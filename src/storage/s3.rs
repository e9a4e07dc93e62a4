//! S3 compatible object storage through the AWS CLI

use super::{
    base_name, do_prune, join_remote, select_for_pruning, Artifact, LogFn, LogLevel, PrunePolicy, PruneStats,
    StorageBackend, StorageContext, StorageError,
};
use crate::config::S3Config;
use crate::utils::command::CommandOptions;
use crate::utils::executor::CommandExecutor;
use async_trait::async_trait;
use chrono::{DateTime, Utc};
use serde::Deserialize;
use std::path::{Path, PathBuf};
use std::sync::Arc;
use std::time::Duration;

const NAME: &str = "S3";

/// `delete-objects` accepts at most this many keys per call
const DELETE_BATCH: usize = 1000;

const UPLOAD_TIMEOUT: Duration = Duration::from_secs(6 * 60 * 60);

#[derive(Debug, Deserialize)]
#[serde(rename_all = "PascalCase")]
struct ListObjectsOutput {
    #[serde(default)]
    contents: Vec<ObjectEntry>,
}

#[derive(Debug, Deserialize)]
#[serde(rename_all = "PascalCase")]
struct ObjectEntry {
    key: String,
    last_modified: String,
}

pub struct S3Storage {
    config: S3Config,
    executor: Arc<dyn CommandExecutor>,
    log: LogFn,
    ca_bundle: Option<PathBuf>,
}

impl S3Storage {
    /// Create the backend; a configured CA certificate is written to a temporary bundle file
    pub fn new(config: S3Config, executor: Arc<dyn CommandExecutor>, log: LogFn) -> Result<Self, StorageError> {
        let ca_bundle = match config.endpoint_ca_cert.pem() {
            Some(pem) => {
                let path = std::env::temp_dir().join(format!("volume-backup-s3-ca-{}.pem", std::process::id()));
                std::fs::write(&path, pem)
                    .storage_context(NAME, || format!("error writing CA bundle {:?}", path))?;
                Some(path)
            }
            None => None,
        };

        Ok(Self {
            config,
            executor,
            log,
            ca_bundle,
        })
    }

    /// Arguments shared by every invocation
    fn global_args(&self) -> Vec<String> {
        let mut args = vec![
            "--endpoint-url".to_string(),
            format!("{}://{}", self.config.endpoint_proto, self.config.endpoint),
        ];
        if self.config.endpoint_insecure {
            args.push("--no-verify-ssl".to_string());
        }
        if let Some(bundle) = &self.ca_bundle {
            args.push("--ca-bundle".to_string());
            args.push(bundle.to_string_lossy().into_owned());
        }
        args
    }

    /// Credentials are handed over through the child environment only
    fn options(&self) -> CommandOptions {
        let mut opts = CommandOptions::new();
        if !self.config.access_key_id.is_empty() {
            opts = opts
                .env("AWS_ACCESS_KEY_ID", &self.config.access_key_id)
                .env("AWS_SECRET_ACCESS_KEY", &self.config.secret_access_key);
        }
        if !self.config.iam_role_endpoint.is_empty() {
            opts = opts.env("AWS_CONTAINER_CREDENTIALS_FULL_URI", &self.config.iam_role_endpoint);
        }
        opts
    }

    fn key_for(&self, name: &str) -> String {
        join_remote(self.config.path.trim_start_matches('/'), name)
    }

    /// Build the `aws s3 cp` invocation for `file`
    pub fn copy_args(&self, file: &Path) -> Result<(Vec<String>, String), StorageError> {
        let name = file
            .file_name()
            .ok_or_else(|| StorageError::new(NAME, format!("{:?} has no file name", file)))?
            .to_string_lossy()
            .into_owned();
        let destination = format!("s3://{}/{}", self.config.bucket_name, self.key_for(&name));

        let mut args = self.global_args();
        args.extend([
            "s3".to_string(),
            "cp".to_string(),
            "--only-show-errors".to_string(),
            file.to_string_lossy().into_owned(),
            destination.clone(),
        ]);
        if !self.config.storage_class.is_empty() {
            args.push("--storage-class".to_string());
            args.push(self.config.storage_class.clone());
        }
        Ok((args, destination))
    }

    async fn list(&self, prefix: &str) -> Result<Vec<Artifact>, StorageError> {
        let mut args = self.global_args();
        args.extend([
            "s3api".to_string(),
            "list-objects-v2".to_string(),
            "--bucket".to_string(),
            self.config.bucket_name.clone(),
            "--prefix".to_string(),
            self.key_for(prefix),
            "--output".to_string(),
            "json".to_string(),
        ]);

        let stdout = self
            .executor
            .run_stdout("aws", &args, &self.options())
            .await
            .storage_context(NAME, || "error looking up candidates from remote storage")?;
        parse_listing(&stdout)
    }

    async fn delete(&self, keys: &[Artifact]) -> Result<(), StorageError> {
        for batch in keys.chunks(DELETE_BATCH) {
            let objects: Vec<_> = batch
                .iter()
                .map(|a| serde_json::json!({ "Key": a.name }))
                .collect();
            let payload = serde_json::json!({ "Objects": objects, "Quiet": true });

            let mut args = self.global_args();
            args.extend([
                "s3api".to_string(),
                "delete-objects".to_string(),
                "--bucket".to_string(),
                self.config.bucket_name.clone(),
                "--delete".to_string(),
                payload.to_string(),
            ]);
            self.executor
                .run("aws", &args, &self.options())
                .await
                .storage_context(NAME, || format!("error removing {} object(s)", batch.len()))?;
        }
        Ok(())
    }
}

/// Parse `list-objects-v2` JSON output; an empty bucket prints nothing at all
pub fn parse_listing(stdout: &str) -> Result<Vec<Artifact>, StorageError> {
    if stdout.trim().is_empty() {
        return Ok(Vec::new());
    }
    let output: ListObjectsOutput =
        serde_json::from_str(stdout).storage_context(NAME, || "error parsing object listing")?;

    output
        .contents
        .into_iter()
        .map(|entry| {
            let modified = DateTime::parse_from_rfc3339(&entry.last_modified)
                .storage_context(NAME, || format!("invalid LastModified for {}", entry.key))?;
            Ok(Artifact {
                name: entry.key,
                modified: modified.with_timezone(&Utc),
            })
        })
        .collect()
}

#[async_trait]
impl StorageBackend for S3Storage {
    fn name(&self) -> &'static str {
        NAME
    }

    async fn copy(&self, file: &Path) -> Result<String, StorageError> {
        let (args, destination) = self.copy_args(file)?;
        self.executor
            .run("aws", &args, &self.options().timeout(UPLOAD_TIMEOUT))
            .await
            .storage_context(NAME, || {
                format!("error uploading backup to remote storage {}", destination)
            })?;

        (self.log)(
            LogLevel::Info,
            NAME,
            &format!("Uploaded a copy of backup `{}` to bucket `{}`.", file.display(), self.config.bucket_name),
        );
        Ok(destination)
    }

    async fn prune(&self, policy: &PrunePolicy, now: DateTime<Utc>) -> Result<PruneStats, StorageError> {
        let Some(deadline) = policy.deadline(now) else {
            return Ok(PruneStats::default());
        };

        let artifacts = self.list(&policy.prefix).await?;
        let (total, matches) = select_for_pruning(policy, now, artifacts, |a| base_name(&a.name));

        do_prune(NAME, &self.log, matches.len(), total, deadline, || self.delete(&matches)).await
    }
}

impl Drop for S3Storage {
    fn drop(&mut self) {
        if let Some(bundle) = &self.ca_bundle {
            let _ = std::fs::remove_file(bundle);
        }
    }
}

#[cfg(test)]
mod tests {
    use super::*;
    use crate::storage::tracing_log;
    use crate::utils::executor::mock::{MockExecutor, MockResponse};

    fn config() -> S3Config {
        S3Config {
            bucket_name: "backups".to_string(),
            path: "daily/".to_string(),
            endpoint: "minio:9000".to_string(),
            endpoint_proto: "http".to_string(),
            access_key_id: "AKIA".to_string(),
            secret_access_key: "secret".to_string(),
            ..S3Config::default()
        }
    }

    const LISTING: &str = r#"{
        "Contents": [
            {"Key": "daily/backup-2024-01-01.tar.gz", "LastModified": "2024-01-01T02:00:00+00:00", "Size": 10},
            {"Key": "daily/backup-2024-03-01.tar.gz", "LastModified": "2024-03-01T02:00:00.000Z", "Size": 10},
            {"Key": "daily/backup-2024-03-02.tar.gz", "LastModified": "2024-03-02T02:00:00.000Z", "Size": 10}
        ]
    }"#;

    #[test]
    fn test_copy_args() {
        let storage = S3Storage::new(
            S3Config {
                storage_class: "GLACIER".to_string(),
                ..config()
            },
            Arc::new(MockExecutor::new()),
            tracing_log(),
        )
        .unwrap();

        let (args, destination) = storage.copy_args(Path::new("/tmp/backup.tar.gz")).unwrap();
        assert_eq!(destination, "s3://backups/daily/backup.tar.gz");
        let line = args.join(" ");
        assert!(line.starts_with("--endpoint-url http://minio:9000 s3 cp"));
        assert!(line.ends_with("--storage-class GLACIER"));
        assert!(!line.contains("secret"));
    }

    #[test]
    fn test_parse_listing() {
        let artifacts = parse_listing(LISTING).unwrap();
        assert_eq!(artifacts.len(), 3);
        assert_eq!(artifacts[0].name, "daily/backup-2024-01-01.tar.gz");
        assert_eq!(artifacts[1].modified.to_rfc3339(), "2024-03-01T02:00:00+00:00");

        assert!(parse_listing("").unwrap().is_empty());
        assert!(parse_listing("{}").unwrap().is_empty());
    }

    #[tokio::test]
    async fn test_copy_passes_credentials_via_env() {
        let executor = Arc::new(MockExecutor::new());
        let storage = S3Storage::new(config(), executor.clone(), tracing_log()).unwrap();

        let location = storage.copy(Path::new("/tmp/backup.tar.gz")).await.unwrap();
        assert_eq!(location, "s3://backups/daily/backup.tar.gz");

        let calls = executor.calls_to("aws");
        assert_eq!(calls[0].env("AWS_ACCESS_KEY_ID"), Some("AKIA"));
        assert_eq!(calls[0].env("AWS_SECRET_ACCESS_KEY"), Some("secret"));
    }

    #[tokio::test]
    async fn test_prune_deletes_old_objects() {
        let executor = Arc::new(
            MockExecutor::new().expect_args("aws", "list-objects-v2", MockResponse::stdout(LISTING)),
        );
        let storage = S3Storage::new(config(), executor.clone(), tracing_log()).unwrap();
        let now = DateTime::parse_from_rfc3339("2024-03-05T00:00:00Z").unwrap().with_timezone(&Utc);
        let policy = PrunePolicy {
            retention_days: 7,
            leeway: Duration::from_secs(60),
            prefix: "backup-".to_string(),
            skip: Vec::new(),
        };

        let stats = storage.prune(&policy, now).await.unwrap();
        assert_eq!(stats, PruneStats { total: 3, pruned: 1 });

        let calls = executor.calls_to("aws");
        assert!(calls[0].command_line().contains("--prefix daily/backup-"));
        let delete = calls.iter().find(|c| c.command_line().contains("delete-objects")).unwrap();
        assert!(delete.command_line().contains("daily/backup-2024-01-01.tar.gz"));
        assert!(!delete.command_line().contains("2024-03-01"));
    }
}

### Task prompt
Print the records verbatim, stopping after the "use crate::config::S3Config;" line.

### Output for this task
filename src/storage/s3.rs
repository e9a4e07dc93e62a4
//! S3 compatible object storage through the AWS CLI

use super::{
    base_name, do_prune, join_remote, select_for_pruning, Artifact, LogFn, LogLevel, PrunePolicy, PruneStats,
    StorageBackend, StorageContext, StorageError,
};
use crate::config::S3Config;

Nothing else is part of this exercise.